AC: I also love that we’re not even acknowledging that, why is the 30 whatever year old not getting the hotel room? Why does the 30 year old, does he not have an apartment of his own? Did he, yes, he shared it with the girlfriend. Why didn’t he get the hotel?

JM: Thank you. Well, you know.

AC: Let the 18 year old do it.

JM: Let the 18 year old do it. Also, I was like, hopefully, maybe we can go on like, the Hogwarts ride.

AC: He’s like, “What’s Hogwarts?” You’re like, “Oh, right. Sh-t. You don’t know what I like, and I don’t know what you like. Pretend.” Oh, my God. Yeah. Okay. So you’re at the Sheraton.
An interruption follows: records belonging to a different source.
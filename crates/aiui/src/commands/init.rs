//! Scaffold a site config and sample docs.

use std::fs;
use std::path::Path;

use anyhow::{Context, Result};

/// Run the init command.
pub async fn run(config_path: &Path, yes: bool) -> Result<()> {
    tracing::info!("Initializing aiui...");

    let root = match config_path.parent() {
        Some(parent) if !parent.as_os_str().is_empty() => parent,
        _ => Path::new("."),
    };

    if config_path.exists() && !yes {
        tracing::warn!(
            "{} already exists. Use --yes to overwrite.",
            config_path.display()
        );
        return Ok(());
    }

    let docs_dir = root.join("docs");
    let files = [
        (config_path.to_path_buf(), DEFAULT_CONFIG),
        (docs_dir.join("index.md"), DEFAULT_INDEX),
        (docs_dir.join("getting-started.md"), DEFAULT_GETTING_STARTED),
        (docs_dir.join("guide").join("01-routes.md"), DEFAULT_ROUTES),
        (docs_dir.join("guide").join("02-zones.md"), DEFAULT_ZONES),
    ];

    for (path, contents) in files {
        write_file(&path, contents, yes)?;
    }

    tracing::info!("Initialization complete!");
    tracing::info!("Run 'aiui dev' to start the development server.");

    Ok(())
}

fn write_file(path: &Path, contents: &str, overwrite: bool) -> Result<()> {
    if path.exists() && !overwrite {
        tracing::debug!("Keeping existing {}", path.display());
        return Ok(());
    }

    if let Some(parent) = path.parent() {
        fs::create_dir_all(parent)
            .with_context(|| format!("Failed to create {}", parent.display()))?;
    }
    fs::write(path, contents).with_context(|| format!("Failed to write {}", path.display()))?;
    tracing::info!("Created {}", path.display());

    Ok(())
}

const DEFAULT_CONFIG: &str = r#"# aiui site configuration
schemaVersion: 1

site:
  title: My Documentation
  description: Documentation built with aiui
  routeBaseDocs: /docs
  theme:
    preset: zinc
    radius: md
    darkMode: true

content:
  docs:
    dir: docs
    include: ["**/*.md", "**/*.mdx"]

components:
  header:
    type: Header
    props:
      logoText: My Documentation
      links:
        - { label: Docs, href: /docs }
        - { label: GitHub, href: "https://github.com", external: true }
  footer:
    type: Footer
    props:
      text: Built with aiui

templates:
  landing:
    layout: CenteredLayout
    slots:
      header: { ref: header }
      footer: { ref: footer }
    zones:
      hero:
        - type: HeroBanner
          props:
            title: My Documentation
            subtitle: Everything you need to get started
            ctaLabel: Read the docs
            ctaHref: /docs/getting-started
  docs:
    layout: ThreeColumnLayout
    slots:
      header: { ref: header }
      sidebar: { type: DocsSidebar }
      toc: { type: Toc }
      footer: { ref: footer }
    zones:
      rightSidebar:
        - type: QuickLinks
          props:
            links:
              - { label: Getting Started, href: /docs/getting-started }

routes:
  - match: "/"
    template: landing
  - match: "/docs/**"
    template: docs

seo:
  titleTemplate: "%s"
"#;

const DEFAULT_INDEX: &str = r#"---
title: Welcome
description: Start here
---

# Welcome

This site is generated from `aiui.yaml` and the Markdown files in `docs/`.

See [Getting Started](/docs/getting-started) for the basics.
"#;

const DEFAULT_GETTING_STARTED: &str = r#"---
title: Getting Started
order: 1
---

# Getting Started

## Development

```bash
aiui dev
```

## Building

```bash
aiui build --output dist
```

## Checking your config

```bash
aiui validate
aiui resolve /docs/getting-started --dir dist
```
"#;

const DEFAULT_ROUTES: &str = r#"# Routes

Routes map URL patterns to templates. The first matching route wins.

- `*` matches one path segment
- `**` matches any number of segments

## Slot overrides

A route can replace individual template slots, or set one to `null` to
leave it empty.
"#;

const DEFAULT_ZONES: &str = r#"# Zones

Each layout exposes named zones. Widgets listed under a zone are rendered
in order; zones the layout does not have are ignored.

| Layout | Zones |
|---|---|
| ThreeColumnLayout | rightSidebar |
| CenteredLayout | hero |
| FlexibleLayout | all |
"#;

#[cfg(test)]
mod tests {
    use super::*;
    use aiui_manifest::Config;
    use aiui_static::validate_config;
    use tempfile::tempdir;

    #[tokio::test]
    async fn scaffolds_a_valid_site() {
        let temp = tempdir().unwrap();
        let config_path = temp.path().join("aiui.yaml");

        run(&config_path, false).await.unwrap();

        assert!(temp.path().join("docs/guide/01-routes.md").exists());
        let config = Config::load(&config_path).unwrap();
        assert!(validate_config(&config, temp.path()).is_valid());
    }

    #[tokio::test]
    async fn keeps_existing_config_without_yes() {
        let temp = tempdir().unwrap();
        let config_path = temp.path().join("aiui.yaml");
        fs::write(&config_path, "site:\n  title: Mine\n").unwrap();

        run(&config_path, false).await.unwrap();

        assert_eq!(
            fs::read_to_string(&config_path).unwrap(),
            "site:\n  title: Mine\n"
        );
        assert!(!temp.path().join("docs").exists());

        run(&config_path, true).await.unwrap();
        assert!(fs::read_to_string(&config_path)
            .unwrap()
            .contains("My Documentation"));
    }
}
JM: He’s completely drunk again doing the bumbling around thing that I didn’t know what that was indication of. And we go into the hotel room and he asks me for a blow job, which I don’t know what that is because I was raised Mormon and because I was homeschooled and I didn’t f–king know. He explains to me what it is and I’m like, “That sounds kind of weird.” I’m nervous to do this. He’s like, “I’ll guide you through it. I’ll guide you through it,” whatever. He does. And then he’s like, “I’m gonna come” and then it’s squirts in my mouth. I’m like, “What was that? What was that? Something came out.” I thought, did he pee in my mouth? What the f–k just happened? I did not know what come was. He explains. And then that was sort of, that was my entry point into, you know, a real form of sexual activity. And it was, you know, now it’s funny, but at the time it was really uncomfortable and I didn’t, it was difficult to kind of regroup and figure out, well, what was that exactly?